Afinal, o que é política e ideologicamente esse Chega que se esconde sob a verborreia oca, inconsistente e histriónica do seu bufão em chefe? A essência menos visível do seu ideário é, todavia, para levar muito a sério: repousa nas velhas conceções dos setores mais reacionários e conservadores da direita, nos últimos tempos desenterrados da sua falência histórica. A ideia de que a desigualdade, a injustiça social, a violência contra os mais fracos, o irredentismo imperial e a guerra, a hierarquia reprodutora do mando dos que sempre mandaram são fruto inalterável de uma ordem natural das coisas e das sociedades e, por isso, são realidades inelutáveis e que todos teriam que aceitar. Do que resulta um duplo efeito: 1. Para compensar a insegurança e a revolta que daqui decorreriam, seria necessário, diz o Chega, implantar uma ditadura e um Estado autoritário que tudo submeta. Ou seja, impõe-se um regime de repressão e suspensão permanente das liberdades públicas e dos direitos de cidadania; 2. Um tal regime, que o Chega defende, sobrepõe-se autoritariamente como força do destino, como determinação ontológica à livre escolha do cidadão, tanto na esfera pública como na privada.

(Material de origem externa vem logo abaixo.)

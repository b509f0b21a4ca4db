use crate::Color;

/// Page-level configuration. Colors and cell size are fixed at build time;
/// the two flags are read once from the page query at startup.
#[derive(Debug, Clone)]
pub struct ViewConfig {
    /// Cell edge length in canvas pixels, excluding the 1px gridline.
    pub cell_size: u32,
    pub grid_color: Color,
    pub dead_color: Color,
    pub alive_color: Color,
    /// `?empty`: start from an empty board instead of the default pattern.
    pub render_empty: bool,
    /// `?pause`: start paused instead of running.
    pub start_paused: bool,
}

impl Default for ViewConfig {
    fn default() -> Self {
        Self {
            cell_size: 5,
            grid_color: Color::rgb(0xCC, 0xCC, 0xCC),
            dead_color: Color::rgb(0xFF, 0xFF, 0xFF),
            alive_color: Color::rgb(0x00, 0x00, 0x00),
            render_empty: false,
            start_paused: false,
        }
    }
}

impl ViewConfig {
    pub const EMPTY_FLAG: &'static str = "empty";
    pub const PAUSE_FLAG: &'static str = "pause";

    /// Build from a query-flag lookup, e.g. `URLSearchParams::has`.
    pub fn from_flags(has_flag: impl Fn(&str) -> bool) -> Self {
        Self {
            render_empty: has_flag(Self::EMPTY_FLAG),
            start_paused: has_flag(Self::PAUSE_FLAG),
            ..Default::default()
        }
    }
}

É um regime que traz o totalitarismo nas entranhas.
Na realidade, a ditadura e a supressão das liberdades públicas como inelutável destino; a normalização da violência anti-democrática e da exploração; a fatalidade e a necessidade das guerras imperialistas; o apelo à conformação social com a opressão e o obscurantismo, sempre estiveram no âmago das ideologias de extrema-direita que o Chega hoje representa.
No passado, conduziram aos regimes fascistas, à guerra e ao extermínio. No presente, disfarçam-se sob o pouco diáfano manto da mentira, da manipulação e da indigência. Mas é aí, novamente, que se esconde o ovo da serpente, a ameaça de regressão social e da barbárie nos tempos de hoje. E o Chega é o porta-vos da regressão civilizacional e da barbárie.

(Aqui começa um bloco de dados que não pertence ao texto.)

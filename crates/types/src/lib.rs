pub mod grid;
pub mod commands;
pub mod color;
pub mod params;

pub use grid::*;
pub use commands::*;
pub use color::*;
pub use params::*;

Qual é então a essência dessa pseudo-nação que, espontaneamente, decorreria da ordem natural e se imporia como destino totalitário sobre a liberdade e a democracia? O programa eleitoral do Chega, pela primeira vez, define-o lapidarmente: “Deus, Pátria, Autoridade, Família e Trabalho”. É preciso que os eleitores portugueses saibam que esses são precisamente os valores considerados indiscutíveis e como tal proclamados pelo ditador Salazar em 1936, naquilo a que a propaganda da ditadura, copiando a do fascismo italiano, chamou o “Ano x” do regime. Foi à sombra desse sistema de valores, à sombra do que era proibido discutir que o regime fascista impôs quase durante meio século do século XX a perseguição política, a prisão, quantas vezes sem julgamento, por tempo indeterminado, a tortura e a violência policial, a proibição da greve e dos sindicatos livres e uma criminosa guerra colonial sem fim. É essa nação orgânica da desigualdade, da violência e do colonialismo que o Chega assume como inspiração política para o seu regresso ao passado e quer impor ao povo português mais uma vez.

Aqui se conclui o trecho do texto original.